According to a new study by the analytical company Chainalysis, today it is used for trading only 3.5 million bitcoins - about 19% of the current offer.
As of June 2020, about 18.6 million BTC was mined, and most of this proposal is stored as a long-term investment.
Approximately 60% of the current offer is keptinvestors who have never sold more than 25% of the received bitcoins. Analysts have classified these bitcoins as "long-term investments." 20% of the current offer did not move for five years or longer - these bitcoins Chainalysis calls “lost”.
The remainder is used for trading - these coins are transferred between cryptocurrency exchanges and determine the market price of bitcoin.
Researchers suggest that coins thatstored as long-term investments, can ultimately become an important source of liquidity in the market, as bitcoin is becoming an increasingly scarce asset.
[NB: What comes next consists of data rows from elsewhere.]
//! Processing chain execution.
//!
//! A [`ProcessingChain`] runs its steps strictly in declaration order over an
//! [`AuthContext`]. When a step suspends, the context is saved to the state
//! store and a continuation is handed back to the caller; a later request
//! calls [`ProcessingChain::resume`] with the identifier and execution
//! continues at the step after the one that suspended.

pub mod error;
pub mod registry;

pub use error::{parse_state_id, ChainError, ChainResult, ErrorClass};
pub use registry::ChainRegistry;

use crate::sink::EventSink;
use crate::state::lifecycle::{
    reject_chain, resume_chain, start_chain, suspend_chain, terminate_chain,
};
use crate::state::StateStore;
use crate::steps::factory::build_steps;
use crate::steps::finish::auth_result;
use crate::steps::{PipelineStep, StepEnv, StepOutcome};
use ac_protocol::{
    AuthContext, AuthResult, ChainDefinition, ChainId, Continuation, EntityRef, RejectReason,
    ResumePolicy, StateId,
};
use std::sync::Arc;
use std::time::Duration;

/// How a chain invocation ended for the current request.
#[derive(Debug, Clone, PartialEq)]
pub enum ChainOutcome {
    /// Waiting for the user; send them to the continuation.
    Suspended(Continuation),

    /// Finished successfully.
    Terminated(AuthResult),

    /// Finished in failure.
    Rejected {
        state_id: StateId,
        reason: RejectReason,
        /// Authenticating side, used to offer a retry login.
        source: Option<EntityRef>,
    },
}

pub struct ProcessingChain {
    id: ChainId,
    policy: ResumePolicy,
    ttl: Duration,
    steps: Vec<Box<dyn PipelineStep>>,
    store: Arc<dyn StateStore>,
    sink: Arc<dyn EventSink>,
    base_url: String,
}

impl ProcessingChain {
    /// Build a chain from its definition.
    ///
    /// `default_ttl` applies when the definition has no own state TTL.
    pub fn from_definition(
        definition: &ChainDefinition,
        default_ttl: Duration,
        store: Arc<dyn StateStore>,
        sink: Arc<dyn EventSink>,
        base_url: impl Into<String>,
    ) -> Self {
        let ttl = definition
            .state_ttl_secs
            .map_or(default_ttl, Duration::from_secs);
        Self::new(definition.id.clone(), build_steps(definition), store, sink, base_url)
            .with_policy(definition.resume_policy)
            .with_ttl(ttl)
    }

    /// Build a chain over already constructed steps with single-use resumption
    /// and a one hour state TTL.
    pub fn new(
        id: ChainId,
        steps: Vec<Box<dyn PipelineStep>>,
        store: Arc<dyn StateStore>,
        sink: Arc<dyn EventSink>,
        base_url: impl Into<String>,
    ) -> Self {
        Self {
            id,
            policy: ResumePolicy::default(),
            ttl: Duration::from_secs(3600),
            steps,
            store,
            sink,
            base_url: base_url.into(),
        }
    }

    pub fn with_policy(mut self, policy: ResumePolicy) -> Self {
        self.policy = policy;
        self
    }

    pub fn with_ttl(mut self, ttl: Duration) -> Self {
        self.ttl = ttl;
        self
    }

    pub fn id(&self) -> &ChainId {
        &self.id
    }

    pub fn policy(&self) -> ResumePolicy {
        self.policy
    }

    pub fn ttl(&self) -> Duration {
        self.ttl
    }

    /// Step kinds in execution order.
    pub fn step_kinds(&self) -> Vec<&'static str> {
        self.steps.iter().map(|step| step.kind()).collect()
    }

    /// Run a fresh context from the first step.
    pub async fn start(&self, mut context: AuthContext) -> ChainResult<ChainOutcome> {
        if context.chain_id != self.id {
            return Err(ChainError::ChainMismatch {
                expected: self.id.clone(),
                found: context.chain_id,
            });
        }
        context.step_index = 0;
        start_chain(&mut context, self.sink.as_ref())?;
        self.advance(context, false).await
    }

    /// Continue a suspended chain.
    ///
    /// Holds the store lease for the duration of the call. On failure the
    /// lease is released so the user can retry.
    pub async fn resume(&self, id: &StateId) -> ChainResult<ChainOutcome> {
        let context = self.store.load(id, &self.id).await?;
        let result = self.resume_loaded(context).await;
        if result.is_err() {
            if let Err(e) = self.store.release(id).await {
                tracing::warn!(state_id = %id, error = %e, "Failed to release resume lease");
            }
        }
        result
    }

    async fn resume_loaded(&self, mut context: AuthContext) -> ChainResult<ChainOutcome> {
        if context.step_index > self.steps.len() {
            tracing::error!(
                state_id = %context.identifier,
                chain_id = %self.id,
                step_index = context.step_index,
                steps = self.steps.len(),
                "Persisted step offset exceeds chain length"
            );
            self.store.delete(&context.identifier).await?;
            return Err(ChainError::PipelineCorruption {
                state_id: context.identifier,
                step_index: context.step_index,
                steps: self.steps.len(),
            });
        }
        resume_chain(&mut context, self.sink.as_ref())?;
        self.advance(context, true).await
    }

    /// Administratively end a suspended chain and drop its state.
    pub async fn abort(&self, id: &StateId) -> ChainResult<()> {
        let mut context = self.store.load(id, &self.id).await?;
        if let Err(e) = reject_chain(&mut context, &RejectReason::Aborted, self.sink.as_ref()) {
            if let Err(release) = self.store.release(id).await {
                tracing::warn!(state_id = %id, error = %release, "Failed to release resume lease");
            }
            return Err(e.into());
        }
        self.store.delete(id).await?;
        Ok(())
    }

    /// Read a suspended context without resuming it.
    pub async fn inspect(&self, id: &StateId) -> ChainResult<AuthContext> {
        Ok(self.store.peek(id, &self.id).await?)
    }

    async fn advance(&self, mut context: AuthContext, resumed: bool) -> ChainResult<ChainOutcome> {
        let sink = self.sink.as_ref();

        while let Some(step) = self.steps.get(context.step_index) {
            let index = context.step_index;
            let env = StepEnv {
                index,
                chain_id: &self.id,
                base_url: &self.base_url,
                sink,
            };
            tracing::debug!(
                state_id = %context.identifier,
                index,
                kind = step.kind(),
                "Running step"
            );

            let outcome = step
                .process(&mut context, &env)
                .await
                .map_err(|source| ChainError::Step {
                    index,
                    kind: step.kind(),
                    source,
                })?;
            context.step_index = index + 1;

            match outcome {
                StepOutcome::Continue => {}
                StepOutcome::Suspend(continuation) => {
                    suspend_chain(&mut context, step.kind(), sink)?;
                    self.store.save(&context, self.ttl).await?;
                    return Ok(ChainOutcome::Suspended(continuation));
                }
                StepOutcome::Terminate(result) => {
                    terminate_chain(&mut context, sink)?;
                    self.settle(&context, resumed).await?;
                    return Ok(ChainOutcome::Terminated(result));
                }
                StepOutcome::Reject(reason) => {
                    reject_chain(&mut context, &reason, sink)?;
                    self.settle(&context, resumed).await?;
                    return Ok(ChainOutcome::Rejected {
                        state_id: context.identifier,
                        reason,
                        source: context.metadata.source,
                    });
                }
            }
        }

        let result = auth_result(&context);
        terminate_chain(&mut context, sink)?;
        self.settle(&context, resumed).await?;
        Ok(ChainOutcome::Terminated(result))
    }

    /// Dispose of the stored entry once the chain reached a final state.
    async fn settle(&self, context: &AuthContext, resumed: bool) -> ChainResult<()> {
        if !resumed {
            return Ok(());
        }
        match self.policy {
            ResumePolicy::SingleUse => self.store.delete(&context.identifier).await?,
            ResumePolicy::Reusable => self.store.release(&context.identifier).await?,
        }
        Ok(())
    }
}

impl std::fmt::Debug for ProcessingChain {
    fn fmt(&self, f: &mut std::fmt::Formatter<'_>) -> std::fmt::Result {
        f.debug_struct("ProcessingChain")
            .field("id", &self.id)
            .field("policy", &self.policy)
            .field("ttl", &self.ttl)
            .field("steps", &self.step_kinds())
            .finish()
    }
}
According to a study, during 2020 about340 thousand people were active bitcoin traders weekly. Chainalysis divides these traders into retail and professional. The company classified as retail traders those who transfer to the exchange bitcoins worth less than $ 10,000 per transaction.
According to this criterion, for retail tradersaccounting for 96% of transfers to exchanges. On the other hand, professional traders control the liquidity of the market, since they account for about 85% of the bitcoins that go to exchanges.
Thus, analysts conclude that professional traders are the most significant market participants during large price movements.
The cryptocurrency exchanges Binance, Huobi, Coinbase and Bitfinex accepted 40% of bitcoins in 2020.
“The next ten top cryptocurrency exchanges received 36%, and hundreds of other small exchanges received 24% of bitcoins”- analysts write.